Она читала ему корреспонденцию, составляла под диктовку письма, не давала ввергнуться в пучину беспросветной ипохондрии… И просто была незаменимой, терпеливой сиделкой.
Дома, поглубже запрятав свою незатухающую душевную боль, она всеми силами старалась отвлечь его от болезни. Пододвигала художнику палитру, чуть ли не насильно вкладывала в руку карандаш. Настойчиво просила: «Рисуй!»
С помощью кресла-каталки она вытащила мужа из постели. В первое время постоянно сопровождала его, потом он потихоньку научился в пределах дома «управлять» и сам.

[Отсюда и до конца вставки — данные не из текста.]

//! Codetrail CLI - trail command

use anyhow::Result;
use clap::{Parser, Subcommand};
use std::path::PathBuf;

mod cmd;
mod diff_utils;
mod util;

/// Codetrail - Never lose a line of learner code
#[derive(Parser)]
#[command(name = "trail")]
#[command(author, version, about, long_about = None)]
struct Cli {
    /// Store directory (default: nearest .trail/ above the current directory)
    #[arg(long, global = true)]
    dir: Option<PathBuf>,

    /// Increase log verbosity (-v debug, -vv trace)
    #[arg(short, long, action = clap::ArgAction::Count, global = true)]
    verbose: u8,

    #[command(subcommand)]
    command: Commands,
}

#[derive(Subcommand)]
enum Commands {
    /// Create a store in the current directory
    Init,
    /// Manage learners
    #[command(subcommand)]
    User(UserCommands),
    /// Manage exercises
    #[command(subcommand)]
    Game(GameCommands),
    /// Save a program (reads stdin when no file is given)
    Save {
        /// Learner id or name
        user: String,
        /// Exercise id or name
        game: String,
        /// File holding the program text
        file: Option<PathBuf>,
        /// Record a checkpoint (never deduplicated)
        #[arg(short, long)]
        checkpoint: bool,
        /// Annotation for the saved version
        #[arg(short, long)]
        message: Option<String>,
        #[arg(long)]
        json: bool,
    },
    /// Print the current program
    Load {
        user: String,
        game: String,
        #[arg(long)]
        json: bool,
    },
    /// Show version history, newest first
    Log {
        user: String,
        game: String,
        /// Versions per page (default from config)
        #[arg(long)]
        limit: Option<usize>,
        /// Continue after a previous page
        #[arg(long)]
        cursor: Option<String>,
        #[arg(long)]
        json: bool,
    },
    /// Show one version
    Show {
        /// Version ID
        version: u64,
        #[arg(long)]
        json: bool,
    },
    /// Show diff between two versions
    Diff {
        /// Older version ID
        from: u64,
        /// Newer version ID
        to: u64,
        /// Number of context lines (default: 3)
        #[arg(short = 'U', long, default_value = "3")]
        context: usize,
        #[arg(long)]
        json: bool,
    },
    /// Make an old version current again (appends a checkpoint)
    Restore {
        user: String,
        game: String,
        /// Version ID to restore
        version: u64,
        #[arg(long)]
        json: bool,
    },
    /// Show one learner's saves across every game
    History {
        /// Learner id or name
        user: String,
        /// Newest versions listed per game
        #[arg(long, default_value = "5")]
        recent: usize,
        #[arg(long)]
        json: bool,
    },
    /// Show user, game and save counts
    Stats {
        #[arg(long)]
        json: bool,
    },
    /// View and edit store configuration
    #[command(subcommand)]
    Config(ConfigCommands),
}

#[derive(Subcommand)]
enum UserCommands {
    /// Register a learner
    Add { name: String },
    /// List learners
    List {
        #[arg(long)]
        json: bool,
    },
    /// Remove a learner and all of their history
    Remove {
        user: String,
        /// Skip confirmation prompt
        #[arg(short = 'y', long)]
        yes: bool,
    },
}

#[derive(Subcommand)]
enum GameCommands {
    /// Register an exercise
    Add {
        name: String,
        /// Human readable title (default: name)
        #[arg(long)]
        display_name: Option<String>,
        #[arg(long)]
        description: Option<String>,
        /// File holding the starting program
        #[arg(long)]
        template: Option<PathBuf>,
    },
    /// List exercises
    List {
        #[arg(long)]
        json: bool,
    },
}

#[derive(Subcommand)]
enum ConfigCommands {
    /// Show all values
    List,
    /// Print one value
    Get { key: String },
    /// Change one value
    Set { key: String, value: String },
    /// Print the config file location
    Path,
    /// Print a commented example config
    Example,
}

fn main() -> Result<()> {
    let cli = Cli::parse();

    // Initialize tracing
    let level = match cli.verbose {
        0 => tracing::Level::WARN,
        1 => tracing::Level::DEBUG,
        _ => tracing::Level::TRACE,
    };
    tracing_subscriber::fmt()
        .with_max_level(level)
        .with_writer(std::io::stderr)
        .init();

    let dir = cli.dir.as_deref();

    match cli.command {
        Commands::Init => cmd::init::run(dir),
        Commands::User(user_cmd) => match user_cmd {
            UserCommands::Add { name } => cmd::user::run_add(dir, &name),
            UserCommands::List { json } => cmd::user::run_list(dir, json),
            UserCommands::Remove { user, yes } => cmd::user::run_remove(dir, &user, yes),
        },
        Commands::Game(game_cmd) => match game_cmd {
            GameCommands::Add { name, display_name, description, template } => {
                cmd::game::run_add(dir, &name, display_name, description, template.as_deref())
            }
            GameCommands::List { json } => cmd::game::run_list(dir, json),
        },
        Commands::Save { user, game, file, checkpoint, message, json } => {
            cmd::save::run(dir, &user, &game, file.as_deref(), checkpoint, message.as_deref(), json)
        }
        Commands::Load { user, game, json } => cmd::load::run(dir, &user, &game, json),
        Commands::Log { user, game, limit, cursor, json } => {
            cmd::log::run(dir, &user, &game, limit, cursor.as_deref(), json)
        }
        Commands::Show { version, json } => cmd::show::run(dir, version, json),
        Commands::Diff { from, to, context, json } => cmd::diff::run(dir, from, to, context, json),
        Commands::Restore { user, game, version, json } => {
            cmd::restore::run(dir, &user, &game, version, json)
        }
        Commands::History { user, recent, json } => cmd::history::run(dir, &user, recent, json),
        Commands::Stats { json } => cmd::stats::run(dir, json),
        Commands::Config(config_cmd) => match config_cmd {
            ConfigCommands::List => cmd::config::run_list(dir),
            ConfigCommands::Get { key } => cmd::config::run_get(dir, &key),
            ConfigCommands::Set { key, value } => cmd::config::run_set(dir, &key, &value),
            ConfigCommands::Path => cmd::config::run_path(dir),
            ConfigCommands::Example => cmd::config::run_example(),
        },
    }
}
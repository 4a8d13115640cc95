//! Store errors

use sled::transaction::{ConflictableTransactionError, TransactionError};

/// Result type for store operations
pub type Result<T> = std::result::Result<T, StoreError>;

/// Errors surfaced to callers of the store
#[derive(Debug, thiserror::Error)]
pub enum StoreError {
    #[error("{entity} not found: {id}")]
    NotFound { entity: &'static str, id: String },

    #[error("Invalid argument: {0}")]
    InvalidArgument(String),

    #[error("Conflict: {0}")]
    Conflict(String),

    #[error("Invalid configuration: {0}")]
    Config(String),

    #[error("Storage error: {0}")]
    Storage(#[from] sled::Error),

    #[error("Record encoding failed: {0}")]
    Codec(#[from] bincode::Error),

    #[error("Corrupt store: {0}")]
    Corrupt(String),
}

/// Coarse classification for callers that branch on failures
#[derive(Debug, Clone, Copy, PartialEq, Eq)]
pub enum ErrorKind {
    NotFound,
    InvalidArgument,
    Conflict,
    Internal,
}

impl StoreError {
    pub fn not_found(entity: &'static str, id: impl ToString) -> Self {
        StoreError::NotFound {
            entity,
            id: id.to_string(),
        }
    }

    pub fn kind(&self) -> ErrorKind {
        match self {
            StoreError::NotFound { .. } => ErrorKind::NotFound,
            StoreError::InvalidArgument(_) => ErrorKind::InvalidArgument,
            StoreError::Conflict(_) => ErrorKind::Conflict,
            StoreError::Config(_)
            | StoreError::Storage(_)
            | StoreError::Codec(_)
            | StoreError::Corrupt(_) => ErrorKind::Internal,
        }
    }
}

impl From<TransactionError<StoreError>> for StoreError {
    fn from(err: TransactionError<StoreError>) -> Self {
        match err {
            TransactionError::Abort(err) => err,
            TransactionError::Storage(err) => StoreError::Storage(err),
        }
    }
}

/// Abort the surrounding sled transaction with a store error
pub(crate) fn abort(err: impl Into<StoreError>) -> ConflictableTransactionError<StoreError> {
    ConflictableTransactionError::Abort(err.into())
}
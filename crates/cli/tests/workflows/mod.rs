//! Workflow integration tests
//!
//! Tests for complete workflows that exercise multiple commands
//! and validate end-to-end behavior.

pub mod catalog;
pub mod config;
pub mod history;
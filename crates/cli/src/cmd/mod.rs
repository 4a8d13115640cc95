//! CLI command implementations

pub mod config;
pub mod diff;
pub mod game;
pub mod history;
pub mod init;
pub mod load;
pub mod log;
pub mod restore;
pub mod save;
pub mod show;
pub mod stats;
pub mod user;
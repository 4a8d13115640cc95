//! Colored rendering of version diffs

use owo_colors::OwoColorize;

/// Colorize a plain unified diff
///
/// Hunk headers are cyan, additions green, deletions red and context dimmed.
/// File headers (`---`/`+++`) are bold.
pub fn colorize_unified(diff: &str) -> String {
    let mut output = String::with_capacity(diff.len() * 2);

    for line in diff.lines() {
        let styled = if line.starts_with("---") || line.starts_with("+++") {
            line.bold().to_string()
        } else if line.starts_with("@@") {
            line.cyan().to_string()
        } else if line.starts_with('+') {
            line.green().to_string()
        } else if line.starts_with('-') {
            line.red().to_string()
        } else if line.starts_with('\\') {
            line.yellow().to_string()
        } else {
            line.dimmed().to_string()
        };
        output.push_str("    ");
        output.push_str(&styled);
        output.push('\n');
    }

    output
}
//! Diffs between stored versions

use crate::error::Result;
use crate::journal::Journal;
use trail_core::{LineDiff, VersionId};

/// Line diff between two stored versions
#[derive(Debug, Clone)]
pub struct VersionDiff {
    pub from: VersionId,
    pub to: VersionId,
    pub lines: LineDiff,
}

impl VersionDiff {
    /// Unified diff with `Version <id>` headers
    pub fn unified(&self, context: usize) -> String {
        self.lines.unified(
            context,
            &format!("Version {}", self.from),
            &format!("Version {}", self.to),
        )
    }
}

impl Journal {
    /// Compare two versions by id
    ///
    /// Versions from different timelines may be compared; guarding against
    /// that is up to the caller.
    pub fn diff(&self, from: VersionId, to: VersionId) -> Result<VersionDiff> {
        let old = self.get(from)?;
        let new = self.get(to)?;

        Ok(VersionDiff {
            from,
            to,
            lines: LineDiff::with_timeout(
                old.content,
                new.content,
                self.config.diff_timeout(),
            ),
        })
    }
}
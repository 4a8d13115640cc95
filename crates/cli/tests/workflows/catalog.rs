//! Learner and exercise management

use crate::common::TestStore;
use crate::trail;
use anyhow::Result;
use tempfile::TempDir;

#[test]
fn test_commands_outside_a_store_fail() -> Result<()> {
    let dir = TempDir::new()?;

    let result = trail!(dir.path(), "user", "list").assert_failure()?;
    assert!(result.contains_stderr("Not a Codetrail store"));
    Ok(())
}

#[test]
fn test_init_twice_fails() -> Result<()> {
    let store = TestStore::new()?;

    let result = trail!(store.path(), "init").assert_failure()?;
    assert!(result.contains_stderr("already initialized"));
    Ok(())
}

#[test]
fn test_commands_work_from_subdirectories() -> Result<()> {
    let store = TestStore::new()?;
    let nested = store.path().join("src").join("levels");
    std::fs::create_dir_all(&nested)?;

    let users = trail!(&nested, "user", "list", "--json").assert_success()?.json()?;
    assert_eq!(users[0]["username"], "ada");
    Ok(())
}

#[test]
fn test_user_names_are_validated() -> Result<()> {
    let store = TestStore::new()?;

    trail!(store.path(), "user", "add", "a").assert_failure()?;
    let dup = trail!(store.path(), "user", "add", "ada").assert_failure()?;
    assert!(dup.contains_stderr("already exists"));

    trail!(store.path(), "user", "add", "  grace  ").assert_success()?;
    let users = trail!(store.path(), "user", "list", "--json")
        .assert_success()?
        .json()?;
    let names: Vec<_> = users
        .as_array()
        .unwrap()
        .iter()
        .map(|u| u["username"].as_str().unwrap().to_string())
        .collect();
    assert_eq!(names, vec!["ada", "grace"]);
    Ok(())
}

#[test]
fn test_game_list() -> Result<()> {
    let store = TestStore::new()?;
    trail!(store.path(), "game", "add", "loops", "--description", "Repeat yourself")
        .assert_success()?;

    let games = trail!(store.path(), "game", "list", "--json")
        .assert_success()?
        .json()?;
    assert_eq!(games[0]["name"], "maze");
    assert_eq!(games[0]["display_name"], "The Maze");
    assert_eq!(games[1]["display_name"], "loops");
    assert_eq!(games[1]["description"], "Repeat yourself");

    let dup = trail!(store.path(), "game", "add", "maze").assert_failure()?;
    assert!(dup.contains_stderr("already exists"));
    Ok(())
}

#[test]
fn test_user_remove_deletes_history() -> Result<()> {
    let store = TestStore::new()?;
    let saved = store.save("robot.forward()", &[])?;

    let declined = trail!(store.path(), "user", "remove", "ada")
        .stdin("n\n")
        .assert_success()?;
    assert!(declined.contains_stdout("Aborted"));

    let removed = trail!(store.path(), "user", "remove", "ada", "-y").assert_success()?;
    assert!(removed.contains_stdout("1 versions deleted"));

    let id = saved.to_string();
    trail!(store.path(), "show", id.as_str()).assert_failure()?;
    let result = trail!(store.path(), "load", "ada", "maze").assert_failure()?;
    assert!(result.contains_stderr("Unknown user"));

    let stats = trail!(store.path(), "stats", "--json").assert_success()?.json()?;
    assert_eq!(stats["total_users"], 0);
    assert_eq!(stats["total_saves"], 0);

    // The name can be registered again
    trail!(store.path(), "user", "add", "ada").assert_success()?;
    Ok(())
}
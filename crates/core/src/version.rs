//! Version data structures

use serde::{Deserialize, Serialize};
use std::fmt;

/// Learner identity (owned by the surrounding application)
#[derive(Copy, Clone, Debug, Hash, Eq, PartialEq, Ord, PartialOrd, Serialize, Deserialize)]
#[serde(transparent)]
pub struct OwnerId(pub u64);

/// Exercise identity (owned by the surrounding application)
#[derive(Copy, Clone, Debug, Hash, Eq, PartialEq, Ord, PartialOrd, Serialize, Deserialize)]
#[serde(transparent)]
pub struct SubjectId(pub u64);

/// Store-wide version identifier, assigned monotonically
#[derive(Copy, Clone, Debug, Hash, Eq, PartialEq, Ord, PartialOrd, Serialize, Deserialize)]
#[serde(transparent)]
pub struct VersionId(pub u64);

macro_rules! id_display {
    ($($ty:ty),*) => {
        $(
            impl fmt::Display for $ty {
                fn fmt(&self, f: &mut fmt::Formatter<'_>) -> fmt::Result {
                    write!(f, "{}", self.0)
                }
            }
        )*
    };
}

id_display!(OwnerId, SubjectId, VersionId);

/// One learner's timeline for one exercise
///
/// Every ordering and dedup rule is scoped to a single key; timelines
/// under different keys never interact.
#[derive(Copy, Clone, Debug, Hash, Eq, PartialEq, Ord, PartialOrd, Serialize, Deserialize)]
pub struct OwnerKey {
    pub owner: OwnerId,
    pub subject: SubjectId,
}

impl OwnerKey {
    pub fn new(owner: OwnerId, subject: SubjectId) -> Self {
        Self { owner, subject }
    }
}

impl fmt::Display for OwnerKey {
    fn fmt(&self, f: &mut fmt::Formatter<'_>) -> fmt::Result {
        write!(f, "{}/{}", self.owner, self.subject)
    }
}

/// Position of a version inside its timeline
///
/// Timelines are ordered by `(created_at, id)` ascending, so the derived
/// `Ord` on this struct is the timeline order.
#[derive(Copy, Clone, Debug, Hash, Eq, PartialEq, Ord, PartialOrd, Serialize, Deserialize)]
pub struct Position {
    pub created_at: u64,
    pub id: VersionId,
}

/// A stored program snapshot
#[derive(Debug, Clone, PartialEq, Eq, Serialize, Deserialize)]
pub struct Version {
    /// Unique ID (store-wide, monotonic)
    pub id: VersionId,
    /// Owning timeline
    pub key: OwnerKey,
    /// Full program text at this point
    pub content: String,
    /// Optional note, normally only on checkpoints
    pub annotation: Option<String>,
    /// Deliberate save (exempt from dedup)
    pub checkpoint: bool,
    /// Timestamp (Unix milliseconds), assigned by the store
    pub created_at: u64,
}

impl Version {
    /// Ordering position of this version within its timeline
    pub fn position(&self) -> Position {
        Position {
            created_at: self.created_at,
            id: self.id,
        }
    }

    /// First `max_chars` characters of the content, with `...` appended when cut
    pub fn preview(&self, max_chars: usize) -> String {
        match self.content.char_indices().nth(max_chars) {
            Some((byte_idx, _)) => format!("{}...", &self.content[..byte_idx]),
            None => self.content.clone(),
        }
    }
}

/// Kind of save request
#[derive(Debug, Clone, Copy, PartialEq, Eq, Serialize, Deserialize)]
pub enum SaveKind {
    /// Background save, suppressed when the content equals the head
    Auto,
    /// User-acknowledged save, always appended
    Checkpoint,
}

impl SaveKind {
    pub fn is_checkpoint(self) -> bool {
        matches!(self, SaveKind::Checkpoint)
    }
}

/// Result of a save
#[derive(Debug, Clone, PartialEq, Eq)]
pub enum SaveOutcome {
    /// A new version was appended and is now the head
    Appended(Version),
    /// Auto-save matched the head content; nothing was written
    Unchanged { head: VersionId },
}

impl SaveOutcome {
    /// The version that holds the saved content after this call
    pub fn version_id(&self) -> VersionId {
        match self {
            SaveOutcome::Appended(version) => version.id,
            SaveOutcome::Unchanged { head } => *head,
        }
    }

    pub fn is_appended(&self) -> bool {
        matches!(self, SaveOutcome::Appended(_))
    }
}

/// What a learner sees when opening an exercise
#[derive(Debug, Clone, PartialEq, Eq)]
pub enum Current {
    /// The head of the timeline
    Saved(Version),
    /// No history yet, the subject's starting template
    Template(String),
}

impl Current {
    pub fn content(&self) -> &str {
        match self {
            Current::Saved(version) => &version.content,
            Current::Template(template) => template,
        }
    }

    pub fn version(&self) -> Option<&Version> {
        match self {
            Current::Saved(version) => Some(version),
            Current::Template(_) => None,
        }
    }
}
//! Show diff between versions

use crate::diff_utils;
use crate::util::{self, Repo};
use anyhow::Result;
use owo_colors::OwoColorize;
use serde_json::json;
use std::path::Path;
use trail_core::VersionId;

pub fn run(dir: Option<&Path>, from: u64, to: u64, context: usize, json: bool) -> Result<()> {
    // 1. Open store
    let repo = Repo::open(dir)?;

    // 2. Compute diff
    let diff = repo.journal.diff(VersionId(from), VersionId(to))?;

    if json {
        let unified = diff.unified(context);
        let blocks: Vec<_> = diff.lines.blocks().collect();
        return util::print_json(&json!({
            "diff": unified.lines().collect::<Vec<_>>(),
            "blocks": blocks,
            "stats": diff.lines.stats(),
            "from_version": diff.from,
            "to_version": diff.to,
        }));
    }

    // 3. Display
    println!("{}", "Diff Summary".bold());
    println!("From: version {}", diff.from.to_string().yellow());
    println!("To:   version {}", diff.to.to_string().yellow());
    println!();

    if diff.lines.is_identical() {
        println!("{}", "No changes between versions".dimmed());
        return Ok(());
    }

    let stats = diff.lines.stats();
    println!(
        "{} {}",
        format!("+{}", stats.inserted).green(),
        format!("-{}", stats.deleted).red()
    );
    println!();
    print!("{}", diff_utils::colorize_unified(&diff.unified(context)));
    Ok(())
}
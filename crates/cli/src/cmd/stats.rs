//! Store-wide statistics

use crate::util::{self, Repo};
use anyhow::Result;
use owo_colors::OwoColorize;
use serde_json::json;
use std::path::Path;
use trail_core::{OwnerId, SubjectId};

/// Show learner, exercise and save counts
pub fn run(dir: Option<&Path>, json: bool) -> Result<()> {
    let repo = Repo::open(dir)?;
    let owners = repo.catalog.owners()?;
    let subjects = repo.catalog.subjects()?;
    let stats = repo.journal.stats()?;

    let saves_of_owner = |id: OwnerId| stats.by_owner.get(&id).copied().unwrap_or(0);
    let saves_of_subject = |id: SubjectId| stats.by_subject.get(&id).copied().unwrap_or(0);

    if json {
        let users: Vec<_> = owners
            .iter()
            .map(|o| json!({ "id": o.id, "username": o.name, "saves": saves_of_owner(o.id) }))
            .collect();
        let games: Vec<_> = subjects
            .iter()
            .map(|s| {
                json!({
                    "id": s.id,
                    "name": s.name,
                    "display_name": s.display_name,
                    "saves": saves_of_subject(s.id),
                })
            })
            .collect();
        return util::print_json(&json!({
            "total_users": owners.len(),
            "total_games": subjects.len(),
            "total_saves": stats.versions,
            "checkpoints": stats.checkpoints,
            "auto_saves": stats.auto_saves(),
            "users": users,
            "games": games,
        }));
    }

    println!("{}", "Codetrail Statistics".bold());
    println!();

    println!("{} {}", "Users:".bold(), owners.len());
    for owner in &owners {
        println!("  {:<20} {} saves", owner.name, saves_of_owner(owner.id));
    }
    println!();

    println!("{} {}", "Games:".bold(), subjects.len());
    for subject in &subjects {
        println!(
            "  {:<20} {} saves",
            subject.display_name,
            saves_of_subject(subject.id)
        );
    }
    println!();

    println!("{} {}", "Saves:".bold(), stats.versions);
    println!("  Checkpoints:  {}", stats.checkpoints.to_string().yellow());
    println!("  Auto-saves:   {}", stats.auto_saves());
    println!("  Timelines:    {}", stats.timelines.to_string().dimmed());

    Ok(())
}
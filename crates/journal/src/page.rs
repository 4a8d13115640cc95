//! Cursor-based history listing
//!
//! Pages are reverse range scans over a timeline's index, bounded above by
//! the position encoded in the cursor. Appends only ever land above the
//! newest position, so pages already handed out never shift.

use crate::codec;
use crate::error::{Result, StoreError};
use crate::journal::Journal;
use serde::{Serialize, Serializer};
use std::fmt;
use std::ops::Bound;
use std::str::FromStr;
use trail_core::{OwnerKey, Position, Version, VersionId};

/// Cursor token format version
const CURSOR_TAG: u8 = 1;
const CURSOR_LEN: usize = 17;

/// Opaque position in a timeline
#[derive(Debug, Clone, Copy, PartialEq, Eq)]
pub struct Cursor {
    position: Position,
}

impl Cursor {
    fn after(version: &Version) -> Self {
        Self {
            position: version.position(),
        }
    }

    /// Decode a token previously returned in [`Page::next_cursor`]
    pub fn parse(token: &str) -> Result<Self> {
        let malformed = || StoreError::InvalidArgument(format!("malformed cursor: {:?}", token));

        let raw = hex::decode(token.trim()).map_err(|_| malformed())?;
        if raw.len() != CURSOR_LEN || raw[0] != CURSOR_TAG {
            return Err(malformed());
        }

        let mut word = [0u8; 8];
        word.copy_from_slice(&raw[1..9]);
        let created_at = u64::from_be_bytes(word);
        word.copy_from_slice(&raw[9..17]);
        let id = VersionId(u64::from_be_bytes(word));

        Ok(Self {
            position: Position { created_at, id },
        })
    }
}

impl fmt::Display for Cursor {
    fn fmt(&self, f: &mut fmt::Formatter<'_>) -> fmt::Result {
        let mut raw = [0u8; CURSOR_LEN];
        raw[0] = CURSOR_TAG;
        raw[1..9].copy_from_slice(&self.position.created_at.to_be_bytes());
        raw[9..].copy_from_slice(&self.position.id.0.to_be_bytes());
        f.write_str(&hex::encode(raw))
    }
}

impl FromStr for Cursor {
    type Err = StoreError;

    fn from_str(s: &str) -> Result<Self> {
        Cursor::parse(s)
    }
}

impl Serialize for Cursor {
    fn serialize<S: Serializer>(&self, serializer: S) -> std::result::Result<S::Ok, S::Error> {
        serializer.collect_str(self)
    }
}

/// One slice of a timeline, newest first
#[derive(Debug, Clone, Serialize)]
pub struct Page {
    pub items: Vec<Version>,
    /// Present when older versions remain
    pub next_cursor: Option<Cursor>,
    /// Timeline length when the page was read (may be stale under concurrent saves)
    pub total: u64,
}

impl Journal {
    /// List a timeline newest first
    ///
    /// `page_size` is clamped to `1..=max_page_size`. Without a cursor the
    /// listing starts at the head; with one it continues strictly below the
    /// last item of the previous page.
    pub fn list(&self, key: OwnerKey, page_size: usize, cursor: Option<&Cursor>) -> Result<Page> {
        let page_size = self.config.clamp_page_size(page_size);
        let total = self.count(key)?;

        let start = Bound::Included(codec::owner_key(key).to_vec());
        let end = match cursor {
            Some(cursor) => Bound::Excluded(codec::timeline_key(key, cursor.position).to_vec()),
            None => Bound::Included(codec::timeline_key(key, newest_possible()).to_vec()),
        };

        let mut items = Vec::with_capacity(page_size);
        let mut has_more = false;

        for raw in self.timeline.range::<Vec<u8>, _>((start, end)).keys().rev() {
            let raw = raw?;
            if items.len() == page_size {
                has_more = true;
                break;
            }

            let (_, position) = codec::parse_timeline_key(&raw)
                .ok_or_else(|| StoreError::Corrupt(format!("timeline key of {} bytes", raw.len())))?;
            // Skips entries removed by a purge that raced this scan
            if let Some(version) = self.find(position.id)? {
                items.push(version);
            }
        }

        let next_cursor = if has_more {
            items.last().map(Cursor::after)
        } else {
            None
        };

        tracing::debug!(key = %key, returned = items.len(), total, has_more, "listed history");
        Ok(Page {
            items,
            next_cursor,
            total,
        })
    }
}

fn newest_possible() -> Position {
    Position {
        created_at: u64::MAX,
        id: VersionId(u64::MAX),
    }
}
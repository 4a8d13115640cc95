//! Configuration management command
//!
//! Provides CLI interface to view and edit store configuration.

use crate::util;
use anyhow::{Context, Result};
use owo_colors::OwoColorize;
use std::path::Path;
use trail_core::config::{example_config, CONFIG_FILE};
use trail_core::StoreConfig;

/// List all configuration values
pub fn run_list(dir: Option<&Path>) -> Result<()> {
    let store_dir = util::store_dir(dir)?;
    let config = StoreConfig::load(&store_dir)?;

    println!("{}", "Store Configuration".bold());
    println!(
        "{}: {}\n",
        "Location".dimmed(),
        store_dir.join(CONFIG_FILE).display().dimmed()
    );

    for key in StoreConfig::KEYS {
        println!("  {} = {}", key.cyan(), config.get(key)?);
    }

    println!("\n{}", "Valid Ranges:".bold());
    println!("  max_content_bytes: 1-67,108,864");
    println!("  max_annotation_chars: 1-10,000");
    println!("  max_page_size: 1-1000");
    println!("  default_page_size: 1-max_page_size");
    println!("  preview_chars: 0-10,000");
    println!("  diff_timeout_ms: 1-60,000");

    Ok(())
}

/// Get a single configuration value
pub fn run_get(dir: Option<&Path>, key: &str) -> Result<()> {
    let config = StoreConfig::load(&util::store_dir(dir)?)?;
    let value = config
        .get(key)
        .context("Use 'trail config list' to see available keys")?;

    println!("{}", value);
    Ok(())
}

/// Set a configuration value
pub fn run_set(dir: Option<&Path>, key: &str, value: &str) -> Result<()> {
    let store_dir = util::store_dir(dir)?;
    let mut config = StoreConfig::load(&store_dir)?;

    config.set(key, value)?;

    // Validate before saving
    config.validate().context("Invalid configuration value")?;
    config.save(&store_dir)?;

    println!("{} {} = {}", "Set".green(), key.cyan(), value);
    Ok(())
}

/// Show the config file path
pub fn run_path(dir: Option<&Path>) -> Result<()> {
    let store_dir = util::store_dir(dir)?;
    println!("{}", store_dir.join(CONFIG_FILE).display());
    Ok(())
}

pub fn run_example() -> Result<()> {
    print!("{}", example_config());
    Ok(())
}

Но в любое мгновение твердо знал: она, его милая Юлинька, всегда где-то недалеко, рядом. По совету жены к его креслу приделали небольшой столик. «На нем, - вспоминал писатель Евгений Замятин, - всегда лежала какая-нибудь работа. И, помню, он часто говорил, что работа для него - самое лучшее лекарство».
Юлия Евстафьевна создала для него идеальный дом - единственный, где художник мог жить и работать. Она, по отзывам современников, была «хлебосольная хозяйка и хорошая кулинарка». Даже в голодные петроградские годы в доме всегда было чем попотчевать многочисленных гостей - пусть даже и незатейливыми коврижками, испеченными из сухарей и клюквы. Близкие друзья называли ее «неутомимой Юлией».
Последние месяцы, что оставались художнику на земле, были уже не жизнью, а мучительным умиранием. Его не стало солнечным майским днем 1927 года.
Шли годы, а Юлия Евстафьевна все так же жила им - «милым Бориком». Все так же беспокоилась о его картинах, собирала статьи и рецензии, приводила в порядок архив…
Она умерла в 1942-м, в суровые дни Ленинградской блокады. Но ее трогательный светлый образ остался жить в портретах и картинах замечательного русского художника - Бориса Михайловича Кустодиева.